### Requirement
Nothing in the records should change; write them all out again.

Stored items
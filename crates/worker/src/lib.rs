//! Job drivers: the per-job attempt loop (polling delivery), up-front
//! webhook submission, and the reconciliation sweep that closes jobs whose
//! provider callbacks went missing.

pub mod reconciler;
pub mod runner;
//! Sequential read cursor over a borrowed byte slice.

use bytes::Buf;

use crate::error::CodecError;

/// Default bound on how deeply arrays, maps, structs and unions may nest.
pub const DEFAULT_DEPTH_LIMIT: usize = 128;

/// Reads encoded values front to back.
///
/// Every getter checks the remaining length first, so truncated input surfaces
/// as [`CodecError::UnexpectedEof`] rather than a panic. Container codecs
/// also book their nesting depth here, so hostile input cannot recurse
/// without bound.
#[derive(Debug, Clone)]
pub struct ReadBuffer<'a> {
    buf: &'a [u8],
    consumed: usize,
    depth: usize,
    depth_limit: usize,
}

impl<'a> ReadBuffer<'a> {
    pub fn new(buf: &'a [u8]) -> Self {
        Self::with_depth_limit(buf, DEFAULT_DEPTH_LIMIT)
    }

    /// Creates a cursor that allows at most `limit` nested containers.
    pub fn with_depth_limit(buf: &'a [u8], limit: usize) -> Self {
        Self {
            buf,
            consumed: 0,
            depth: 0,
            depth_limit: limit,
        }
    }

    /// Returns the next byte without advancing.
    pub fn peek(&self) -> Result<u8, CodecError> {
        self.ensure_remaining(1)?;
        Ok(self.buf[0])
    }

    /// Returns the next `len` bytes and advances past them.
    pub fn get(&mut self, len: usize) -> Result<&'a [u8], CodecError> {
        self.ensure_remaining(len)?;
        let (head, tail) = self.buf.split_at(len);
        self.buf = tail;
        self.consumed += len;
        Ok(head)
    }

    pub fn get_i8(&mut self) -> Result<i8, CodecError> {
        self.advance(1)?;
        Ok(self.buf.get_i8())
    }

    pub fn get_i16(&mut self) -> Result<i16, CodecError> {
        self.advance(2)?;
        Ok(self.buf.get_i16())
    }

    pub fn get_i32(&mut self) -> Result<i32, CodecError> {
        self.advance(4)?;
        Ok(self.buf.get_i32())
    }

    pub fn get_i64(&mut self) -> Result<i64, CodecError> {
        self.advance(8)?;
        Ok(self.buf.get_i64())
    }

    pub fn get_u8(&mut self) -> Result<u8, CodecError> {
        self.advance(1)?;
        Ok(self.buf.get_u8())
    }

    pub fn get_u16(&mut self) -> Result<u16, CodecError> {
        self.advance(2)?;
        Ok(self.buf.get_u16())
    }

    pub fn get_u32(&mut self) -> Result<u32, CodecError> {
        self.advance(4)?;
        Ok(self.buf.get_u32())
    }

    pub fn get_u64(&mut self) -> Result<u64, CodecError> {
        self.advance(8)?;
        Ok(self.buf.get_u64())
    }

    pub fn get_f32(&mut self) -> Result<f32, CodecError> {
        self.advance(4)?;
        Ok(self.buf.get_f32())
    }

    pub fn get_f64(&mut self) -> Result<f64, CodecError> {
        self.advance(8)?;
        Ok(self.buf.get_f64())
    }

    /// Bytes consumed since the cursor was created.
    pub fn position(&self) -> usize {
        self.consumed
    }

    pub fn remaining(&self) -> usize {
        self.buf.len()
    }

    /// Runs `f` one container level deeper.
    pub(crate) fn nested<T>(
        &mut self,
        f: impl FnOnce(&mut Self) -> Result<T, CodecError>,
    ) -> Result<T, CodecError> {
        if self.depth >= self.depth_limit {
            return Err(CodecError::DepthLimit(self.depth_limit));
        }
        self.depth += 1;
        let result = f(self);
        self.depth -= 1;
        result
    }

    fn ensure_remaining(&self, needed: usize) -> Result<(), CodecError> {
        if self.buf.len() < needed {
            Err(CodecError::UnexpectedEof {
                needed,
                remaining: self.buf.len(),
            })
        } else {
            Ok(())
        }
    }

    // Checks and books `width` bytes; the caller then reads them via `Buf`.
    fn advance(&mut self, width: usize) -> Result<(), CodecError> {
        self.ensure_remaining(width)?;
        self.consumed += width;
        Ok(())
    }
}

### Answer to this problem
filename crates/worker/src/lib.rs
//! Job drivers: the per-job attempt loop (polling delivery), up-front
//! webhook submission, and the reconciliation sweep that closes jobs whose
//! provider callbacks went missing.

pub mod reconciler;
pub mod runner;
//! Sequential read cursor over a borrowed byte slice.

use bytes::Buf;

use crate::error::CodecError;

/// Default bound on how deeply arrays, maps, structs and unions may nest.
pub const DEFAULT_DEPTH_LIMIT: usize = 128;

/// Reads encoded values front to back.
///
/// Every getter checks the remaining length first, so truncated input surfaces
/// as [`CodecError::UnexpectedEof`] rather than a panic. Container codecs
/// also book their nesting depth here, so hostile input cannot recurse
/// without bound.
#[derive(Debug, Clone)]
pub struct ReadBuffer<'a> {
    buf: &'a [u8],
    consumed: usize,
    depth: usize,
    depth_limit: usize,
}

impl<'a> ReadBuffer<'a> {
    pub fn new(buf: &'a [u8]) -> Self {
        Self::with_depth_limit(buf, DEFAULT_DEPTH_LIMIT)
    }

    /// Creates a cursor that allows at most `limit` nested containers.
    pub fn with_depth_limit(buf: &'a [u8], limit: usize) -> Self {
        Self {
            buf,
            consumed: 0,
            depth: 0,
            depth_limit: limit,
        }
    }

    /// Returns the next byte without advancing.
    pub fn peek(&self) -> Result<u8, CodecError> {
        self.ensure_remaining(1)?;
        Ok(self.buf[0])
    }

    /// Returns the next `len` bytes and advances past them.
    pub fn get(&mut self, len: usize) -> Result<&'a [u8], CodecError> {
        self.ensure_remaining(len)?;
        let (head, tail) = self.buf.split_at(len);
        self.buf = tail;
        self.consumed += len;
        Ok(head)
    }

    pub fn get_i8(&mut self) -> Result<i8, CodecError> {
        self.advance(1)?;
        Ok(self.buf.get_i8())
    }

    pub fn get_i16(&mut self) -> Result<i16, CodecError> {
        self.advance(2)?;
        Ok(self.buf.get_i16())
    }

    pub fn get_i32(&mut self) -> Result<i32, CodecError> {
        self.advance(4)?;
        Ok(self.buf.get_i32())
    }

    pub fn get_i64(&mut self) -> Result<i64, CodecError> {
        self.advance(8)?;
        Ok(self.buf.get_i64())
    }

    pub fn get_u8(&mut self) -> Result<u8, CodecError> {
        self.advance(1)?;
        Ok(self.buf.get_u8())
    }

    pub fn get_u16(&mut self) -> Result<u16, CodecError> {
        self.advance(2)?;
        Ok(self.buf.get_u16())
    }

    pub fn get_u32(&mut self) -> Result<u32, CodecError> {
        self.advance(4)?;
        Ok(self.buf.get_u32())
    }

    pub fn get_u64(&mut self) -> Result<u64, CodecError> {
        self.advance(8)?;
        Ok(self.buf.get_u64())
    }

    pub fn get_f32(&mut self) -> Result<f32, CodecError> {
        self.advance(4)?;
        Ok(self.buf.get_f32())
    }

    pub fn get_f64(&mut self) -> Result<f64, CodecError> {
        self.advance(8)?;
        Ok(self.buf.get_f64())
    }

    /// Bytes consumed since the cursor was created.
    pub fn position(&self) -> usize {
        self.consumed
    }

    pub fn remaining(&self) -> usize {
        self.buf.len()
    }

    /// Runs `f` one container level deeper.
    pub(crate) fn nested<T>(
        &mut self,
        f: impl FnOnce(&mut Self) -> Result<T, CodecError>,
    ) -> Result<T, CodecError> {
        if self.depth >= self.depth_limit {
            return Err(CodecError::DepthLimit(self.depth_limit));
        }
        self.depth += 1;
        let result = f(self);
        self.depth -= 1;
        result
    }

    fn ensure_remaining(&self, needed: usize) -> Result<(), CodecError> {
        if self.buf.len() < needed {
            Err(CodecError::UnexpectedEof {
                needed,
                remaining: self.buf.len(),
            })
        } else {
            Ok(())
        }
    }

    // Checks and books `width` bytes; the caller then reads them via `Buf`.
    fn advance(&mut self, width: usize) -> Result<(), CodecError> {
        self.ensure_remaining(width)?;
        self.consumed += width;
        Ok(())
    }
}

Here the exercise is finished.